Mais comment réussir ce pari  ? Comment favoriser la croissance des pays en développement ? Comment participer à la stabilité d’un pays ? Se pencher sur l’histoire de l’aide au développement, c’est revisiter près de 75 ans de croyances collectives, de rapport à l’économie de marché et « d’agenciarisation » des politiques publiques.

À grands traits, on peut distinguer quatre grandes périodes.

Dans les années 1960-1970, l’action des institutions de développement est axée sur la croissance économique — grands projets industriels, infrastructures, agriculture —, avant qu’elles n’embrassent, dans les années 1980, les principes du « consensus de Washington » : ouverture des marchés, privatisations et réduction des dépenses publiques. Rapidement critiquée pour ses effets sociaux, cette approche laisse place à partir des années 1990 à un discours des bailleurs internationaux centré sur la lutte contre la pauvreté, avec des financements orientés vers les secteurs de l’éducation, de la santé et de l’emploi. Cette période est aussi l’essor des initiatives en faveur de l’entrepreneuriat.

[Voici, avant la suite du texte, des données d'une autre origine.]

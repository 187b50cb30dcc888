// src/settings/services.rs

use infer::Infer;
use printpdf::{BuiltinFont, Mm, PdfDocument};
use tracing::{debug, error, warn};

use super::models::RAW_UID_MIN_LEN;
use crate::common::ApiError;
use crate::services::storage::sanitize_file_name;
use crate::services::{Document, DocumentStore, FieldValue, Query};

/// Collections searched, in order, when the console names a user by email
const LOOKUP_COLLECTIONS: [&str; 2] = ["profiles", "users"];

pub const CSV_HEADER: &str = "Invoice Number,Date,Service,Amount,Status";

/// Turns a console input (email or uid) into a user id.
pub async fn resolve_user_id(store: &dyn DocumentStore, input: &str) -> Result<String, ApiError> {
    let trimmed = input.trim();
    if trimmed.is_empty() {
        return Err(ApiError::BadRequest("User ID required".to_string()));
    }
    if trimmed.chars().count() >= RAW_UID_MIN_LEN && !trimmed.contains('@') {
        return Ok(trimmed.to_string());
    }

    for collection in LOOKUP_COLLECTIONS {
        let query = Query::collection(collection).where_eq("email", trimmed).limit(1);
        match store.query(&query).await {
            Ok(docs) => {
                if let Some(doc) = docs.into_iter().next() {
                    debug!(collection, user_id = %doc.id, "Resolved user by email");
                    return Ok(doc.id);
                }
            }
            Err(e) => warn!(collection, error = %e, "User lookup failed, trying next collection"),
        }
    }

    Err(ApiError::NotFoundDescribed {
        message: "User not found".to_string(),
        description: "No user with this email.".to_string(),
    })
}

pub fn document_path(collection: &str, id: &str) -> Result<String, ApiError> {
    if id.is_empty() || id.contains('/') {
        return Err(ApiError::BadRequest("Invalid document id".to_string()));
    }
    Ok(format!("{}/{}", collection, id))
}

/// Storage key for an uploaded avatar: `adminAvatars/<uid>/<ms>_<name>`
pub fn avatar_key(uid: &str, uploaded_at_ms: i64, file_name: &str) -> String {
    format!(
        "adminAvatars/{}/{}_{}",
        uid,
        uploaded_at_ms,
        sanitize_file_name(file_name)
    )
}

/// Returns the MIME type when the bytes are a JPEG, PNG, GIF or WebP image.
pub fn detect_image(data: &[u8]) -> Option<&'static str> {
    let mime = Infer::new().get(data)?.mime_type();
    match mime {
        "image/jpeg" | "image/png" | "image/gif" | "image/webp" => Some(mime),
        _ => None,
    }
}

/// Flattened invoice row as the console table shows it
#[derive(Debug, Clone, PartialEq)]
pub struct InvoiceRow {
    pub invoice_number: String,
    pub date: String,
    pub service: String,
    pub amount: String,
    pub status: String,
}

impl InvoiceRow {
    pub fn from_document(doc: &Document) -> Self {
        let text = |field: &str| doc.get_str(field).unwrap_or_default().to_string();
        let date = match doc.get("date") {
            Some(FieldValue::Timestamp(ts)) => ts.format("%Y-%m-%d").to_string(),
            Some(FieldValue::String(s)) => s.clone(),
            _ => String::new(),
        };
        let amount = doc
            .get("amount")
            .and_then(FieldValue::as_f64)
            .map(|a| a.to_string())
            .unwrap_or_default();

        Self {
            invoice_number: text("invoiceNumber"),
            date,
            service: text("service"),
            amount,
            status: text("status"),
        }
    }
}

fn csv_field(value: &str) -> String {
    if value.contains([',', '"', '\n', '\r']) {
        format!("\"{}\"", value.replace('"', "\"\""))
    } else {
        value.to_string()
    }
}

pub fn invoices_csv(docs: &[Document]) -> String {
    let mut lines = vec![CSV_HEADER.to_string()];
    for doc in docs {
        let row = InvoiceRow::from_document(doc);
        let cells = [
            &row.invoice_number,
            &row.date,
            &row.service,
            &row.amount,
            &row.status,
        ];
        lines.push(
            cells
                .iter()
                .map(|c| csv_field(c))
                .collect::<Vec<_>>()
                .join(","),
        );
    }
    lines.join("\n")
}

/// Single-page A4 invoice. Coordinates are measured from the bottom edge.
pub fn invoice_pdf(row: &InvoiceRow) -> Result<Vec<u8>, ApiError> {
    let render_failed = |e: printpdf::Error| {
        error!(error = %e, invoice = %row.invoice_number, "Failed to render invoice PDF");
        ApiError::InternalServer("Failed to render invoice".to_string())
    };

    let (doc, page, layer) = PdfDocument::new(
        format!("Invoice {}", row.invoice_number),
        Mm(210.0),
        Mm(297.0),
        "Layer 1",
    );
    let canvas = doc.get_page(page).get_layer(layer);
    let font_bold = doc
        .add_builtin_font(BuiltinFont::HelveticaBold)
        .map_err(render_failed)?;
    let font = doc
        .add_builtin_font(BuiltinFont::Helvetica)
        .map_err(render_failed)?;

    canvas.use_text("Invoice", 18.0, Mm(90.0), Mm(277.0), &font_bold);

    let lines = [
        format!("Invoice Number: {}", row.invoice_number),
        format!("Date: {}", row.date),
        format!("Service: {}", row.service),
        format!("Amount: {}", row.amount),
        format!("Status: {}", row.status),
    ];
    let mut y = 257.0;
    for line in &lines {
        canvas.use_text(line.as_str(), 12.0, Mm(20.0), Mm(y), &font);
        y -= 10.0;
    }

    canvas.use_text("Thank you for your business!", 10.0, Mm(20.0), Mm(197.0), &font);

    doc.save_to_bytes().map_err(render_failed)
}

/// Download name for an invoice PDF
pub fn pdf_file_name(invoice_number: &str) -> String {
    let base = if invoice_number.trim().is_empty() {
        "invoice"
    } else {
        invoice_number
    };
    format!("{}.pdf", sanitize_file_name(base))
}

Si les priorités ont évolué au fil du temps, les actions des différents acteurs ont plutôt eu tendance à se sédimenter plutôt qu’à se substituer les unes aux autres.

Alexandre Pointier

Constatant l’échec de certains programmes, les institutions de développement effectuent un nouveau virage au début des années 2000 et commencent à mettre davantage l’accent sur la gouvernance et les institutions. Les investissements sont alors orientés vers la promotion de la transparence, de la responsabilité et de la participation citoyenne. La part belle est faite alors à l’urgence climatique et au financement de projets d’atténuation (énergies renouvelables, efficacité énergétique, etc.) et d’adaptation (résilience des écosystèmes et des communautés).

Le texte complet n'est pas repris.